Annem Datça İnsan Manzaralarını çok severdi. Her seferinde Atilla Kaptan’ın ağzından hikâyeler döküldükçe biz mest olurduk. Annemin hasta yatağında Atilla Kaptan’ın hikâyelerini defalarca dinlemiştik. Onlardan birisi de “Necati Amca” idi. Annem uçup gideli bir yıl olmuştu. Onun en sevdiği yer olan Knidos Bağlar özünde Akdeniz’e nazır püfür püfür esen Cengiz Bey’in sazdan yapılmış yazlık sarayındayız yine. Envai çeşit yemeklerle donatılmış bir masada annemin en sevdiği arkadaşları Sinyor, Sinemacı Necati, Cengiz Ağ, Atilla Kaptan ve avukat Ziya ile beraber. Bu sefer Necati Amca karşımda Yazı Köyünde yaptığı işleri maceraları anlatıyor. Eminim annem de yukardan gülümseyerek anlatılan hikâyeleri dinliyor..…

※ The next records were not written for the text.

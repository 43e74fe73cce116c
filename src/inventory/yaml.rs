//! YAML inventories and `ansible-inventory --list` JSON.
//!
//! YAML layout:
//!
//! ```yaml
//! all:
//!   vars: { ntp: pool.ntp.org }
//!   hosts:
//!     bastion:
//!   children:
//!     web:
//!       hosts:
//!         web[01:02]:
//!           http_port: 8080
//! ```

use super::error::{InventoryError, Result};
use super::pattern::expand_hosts;
use super::source::Fragment;
use super::vars::mapping_from_yaml;
use serde_json::Value;
use serde_yaml::{Mapping, Value as Yaml};
use tracing::warn;

/// Parse YAML inventory text.
pub fn parse_yaml(text: &str, origin: &str) -> Result<Fragment> {
    let doc: Yaml = serde_yaml::from_str(text).map_err(|e| yaml_error(origin, &e))?;
    let mut fragment = Fragment::new(origin);
    match doc {
        Yaml::Null => {}
        Yaml::Mapping(groups) => {
            for (name, body) in groups {
                let name = group_name(name, origin)?;
                walk_group(&mut fragment, &name, body, origin)?;
            }
        }
        _ => {
            return Err(InventoryError::parse(
                origin,
                None,
                "inventory must be a mapping of group names",
            ));
        }
    }
    Ok(fragment)
}

fn yaml_error(origin: &str, e: &serde_yaml::Error) -> InventoryError {
    InventoryError::parse(origin, e.location().map(|l| l.line()), e.to_string())
}

fn group_name(key: Yaml, origin: &str) -> Result<String> {
    match key {
        Yaml::String(s) if !s.trim().is_empty() => Ok(s),
        other => Err(InventoryError::parse(
            origin,
            None,
            format!("invalid group name {:?}", other),
        )),
    }
}

fn walk_group(fragment: &mut Fragment, name: &str, body: Yaml, origin: &str) -> Result<()> {
    fragment.declare_group(name);
    let index = fragment.groups.len() - 1;

    let body = match body {
        Yaml::Null => return Ok(()),
        Yaml::Mapping(body) => body,
        _ => {
            return Err(InventoryError::parse(
                origin,
                None,
                format!("group '{}' must be a mapping", name),
            ));
        }
    };

    for (key, value) in body {
        let key = key.as_str().unwrap_or_default().to_string();
        match key.as_str() {
            "vars" => {
                fragment.groups[index].vars = mapping_from_yaml(value, origin)?;
            }
            "hosts" => {
                for (host_pattern, host_vars) in section(value, name, "hosts", origin)? {
                    let pattern = host_pattern.as_str().map(String::from).ok_or_else(|| {
                        InventoryError::parse(
                            origin,
                            None,
                            format!("host names in group '{}' must be strings", name),
                        )
                    })?;
                    let vars = mapping_from_yaml(host_vars, origin)?;
                    let hosts = expand_hosts(&pattern)
                        .map_err(|e| InventoryError::parse(origin, None, e))?;
                    for host in hosts {
                        fragment.groups[index].hosts.push(host.clone());
                        fragment.declare_host(host, vars.clone());
                    }
                }
            }
            "children" => {
                for (child, child_body) in section(value, name, "children", origin)? {
                    let child = group_name(child, origin)?;
                    fragment.groups[index].children.push(child.clone());
                    walk_group(fragment, &child, child_body, origin)?;
                }
            }
            other => {
                warn!(group = %name, key = %other, path = %origin, "Skipping unexpected key in inventory group");
            }
        }
    }
    Ok(())
}

fn section(value: Yaml, group: &str, key: &str, origin: &str) -> Result<Mapping> {
    match value {
        Yaml::Null => Ok(Mapping::new()),
        Yaml::Mapping(m) => Ok(m),
        _ => Err(InventoryError::parse(
            origin,
            None,
            format!("'{}' of group '{}' must be a mapping", key, group),
        )),
    }
}

/// Parse a JSON inventory. Output of `ansible-inventory --list` (script
/// style, with `_meta.hostvars` and host arrays) is recognised; any other
/// JSON is read with the YAML layout.
pub fn parse_json(text: &str, origin: &str) -> Result<Fragment> {
    let value: Value = serde_json::from_str(text)
        .map_err(|e| InventoryError::parse(origin, Some(e.line()), e.to_string()))?;
    let Value::Object(root) = &value else {
        return Err(InventoryError::parse(origin, None, "inventory must be a JSON object"));
    };
    if !is_script_style(root) {
        return parse_yaml(text, origin);
    }

    let mut fragment = Fragment::new(origin);
    for (name, body) in root {
        if name == "_meta" {
            continue;
        }
        let group = fragment.declare_group(name.clone());
        match body {
            // Legacy form: a bare list of hosts.
            Value::Array(hosts) => group.hosts = string_list(hosts, name, origin)?,
            Value::Object(body) => {
                if let Some(Value::Array(hosts)) = body.get("hosts") {
                    group.hosts = string_list(hosts, name, origin)?;
                }
                if let Some(Value::Array(children)) = body.get("children") {
                    group.children = string_list(children, name, origin)?;
                }
                if let Some(Value::Object(vars)) = body.get("vars") {
                    group.vars = vars.clone();
                }
            }
            _ => {
                return Err(InventoryError::parse(
                    origin,
                    None,
                    format!("group '{}' must be an object or a list of hosts", name),
                ));
            }
        }
    }

    let hostvars = root
        .get("_meta")
        .and_then(|m| m.get("hostvars"))
        .and_then(Value::as_object);
    let mut declared: Vec<String> = fragment
        .groups
        .iter()
        .flat_map(|g| g.hosts.iter().cloned())
        .collect();
    if let Some(hostvars) = hostvars {
        declared.extend(hostvars.keys().cloned());
    }
    declared.sort();
    declared.dedup();
    for host in declared {
        let vars = hostvars
            .and_then(|hv| hv.get(&host))
            .and_then(Value::as_object)
            .cloned()
            .unwrap_or_default();
        fragment.declare_host(host, vars);
    }
    Ok(fragment)
}

fn is_script_style(root: &serde_json::Map<String, Value>) -> bool {
    root.contains_key("_meta")
        || root.values().any(|group| match group {
            Value::Array(_) => true,
            Value::Object(body) => {
                matches!(body.get("hosts"), Some(Value::Array(_)))
                    || matches!(body.get("children"), Some(Value::Array(_)))
            }
            _ => false,
        })
}

fn string_list(values: &[Value], group: &str, origin: &str) -> Result<Vec<String>> {
    values
        .iter()
        .map(|v| {
            v.as_str().map(String::from).ok_or_else(|| {
                InventoryError::parse(
                    origin,
                    None,
                    format!("group '{}' lists a non-string entry {}", group, v),
                )
            })
        })
        .collect()
}

#[cfg(test)]
mod tests {
    use super::*;
    use serde_json::json;

    #[test]
    fn yaml_nested_children() {
        let text = "
all:
  vars:
    ntp: pool.ntp.org
  hosts:
    bastion:
  children:
    web:
      hosts:
        web[01:02]:
          http_port: 8080
      vars:
        role: frontend
    db:
";
        let fragment = parse_yaml(text, "hosts.yml").unwrap();
        let names: Vec<_> = fragment.groups.iter().map(|g| g.name.as_str()).collect();
        assert_eq!(names, vec!["all", "web", "db"]);
        assert_eq!(fragment.groups[0].children, vec!["web", "db"]);
        assert_eq!(fragment.groups[0].hosts, vec!["bastion"]);
        assert_eq!(fragment.groups[1].hosts, vec!["web01", "web02"]);
        assert_eq!(fragment.groups[1].vars.get("role"), Some(&json!("frontend")));
        assert_eq!(fragment.hosts[1].vars.get("http_port"), Some(&json!(8080)));
    }

    #[test]
    fn yaml_errors_carry_line() {
        let err = parse_yaml("all:\n  hosts: [a, b\n", "bad.yml").unwrap_err();
        match err {
            InventoryError::Parse { path, line, .. } => {
                assert_eq!(path, "bad.yml");
                assert!(line.is_some());
            }
            other => panic!("unexpected error {other:?}"),
        }
        assert!(parse_yaml("- a\n- b\n", "list.yml").is_err());
    }

    #[test]
    fn script_style_json() {
        let text = r#"{
            "_meta": {"hostvars": {"h1": {"x": 1}, "h3": {}}},
            "all": {"children": ["ungrouped", "web"]},
            "web": {"hosts": ["h1", "h2"], "vars": {"role": "frontend"}},
            "ungrouped": {"hosts": ["h3"]}
        }"#;
        let fragment = parse_json(text, "inv.json").unwrap();
        let hosts: Vec<_> = fragment.hosts.iter().map(|h| h.name.as_str()).collect();
        assert_eq!(hosts, vec!["h1", "h2", "h3"]);
        assert_eq!(fragment.hosts[0].vars.get("x"), Some(&json!(1)));
        let web = fragment.groups.iter().find(|g| g.name == "web").unwrap();
        assert_eq!(web.vars.get("role"), Some(&json!("frontend")));
    }

    #[test]
    fn yaml_shaped_json_uses_yaml_layout() {
        let text = r#"{"all": {"hosts": {"h1": {"a": 1}}}}"#;
        let fragment = parse_json(text, "inv.json").unwrap();
        assert_eq!(fragment.groups[0].hosts, vec!["h1"]);
        assert_eq!(fragment.hosts[0].vars.get("a"), Some(&json!(1)));
    }
}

Başlarda sohbetimize biraz çekingen başlamıştık. Sinemacı Necati köyün en yaşlılarından.. tıknaz vücudunu bastona dayayarak dik tutmaya çalışıyordu. Sohbet koyulaştıkça bizler film gibi anlattığı anılara dalmış gitmiştik. Bizlere yaşadıklarını anlatırken zeki zeki bakan gözleri ile bizleri süzüyor bir yanda da yaşıtlarının sataşmalarına kâh cevap veriyor kâh duymamış numarası yapıyordu. O sinemada, o berber, o eğlence dünyasında, o kahvede .. Tipik bir Datçayalı, Akdenizli. Akdenizlilerin çok verimli toprağı yoktur. Denizi de verimli değildir. Akdeniz’de en önemli özelliği ise çeşitliliğidir. Yaşamda o yüzden çok çeşitlidir buralarda. Buranın insanı badem toplarken süngeri toplamayı unutmaz. Enginar eker ama üzümü ondan şarap yapmayı da atlamaz. Akdeniz gibi çok çeşitlidir her şey.

Necati Amca Yazı Köylüdür. Bu köy Datça yarımadasının en uç noktası, Kinos’un ise yanı başı. Denize ve tarihe bu kadar yakın ama bi o kadar şehre uzak bir yer. Burası denizcilerin, kaptanların, fenercilerin, süngercilerin köyü… Köyün bağlantı noktası Knidos. Biraz ilersi tüm haşmetiyle Akdeniz. Buraların toprağı kıraç, bademin bol yetiştiği topraklar. .. Etraftaki yamaçlarda belli belirsiz teraslar gözükür. Bi zamanlar belki de üzüm bağlarıydı buraları. Datça yarımadasının uçunda yaşayan Yazı köylüleri adalılara benzer. Burada yaşam doğadaki değişimle birlikte olur. Badem haşatında sonra düğün, fırtınadan sonra sütliman hava, hasat dolunayında biçme, incir sıcağında esen çöl rüzgarı, hırdellez bulanığından sonra ekim yaşamı renklendirir. Yazı Köyünde anlatılan hikâyelerde doğanın olmadığı bir olay duyamazsınız; “Denize daldığımda süngerlerin beyaza kesildiğini ilk defa gördüğümde” diye başlayan sohbetler “sinemacı Necatiye borcumu bademle ödeyeceğime” uzanır.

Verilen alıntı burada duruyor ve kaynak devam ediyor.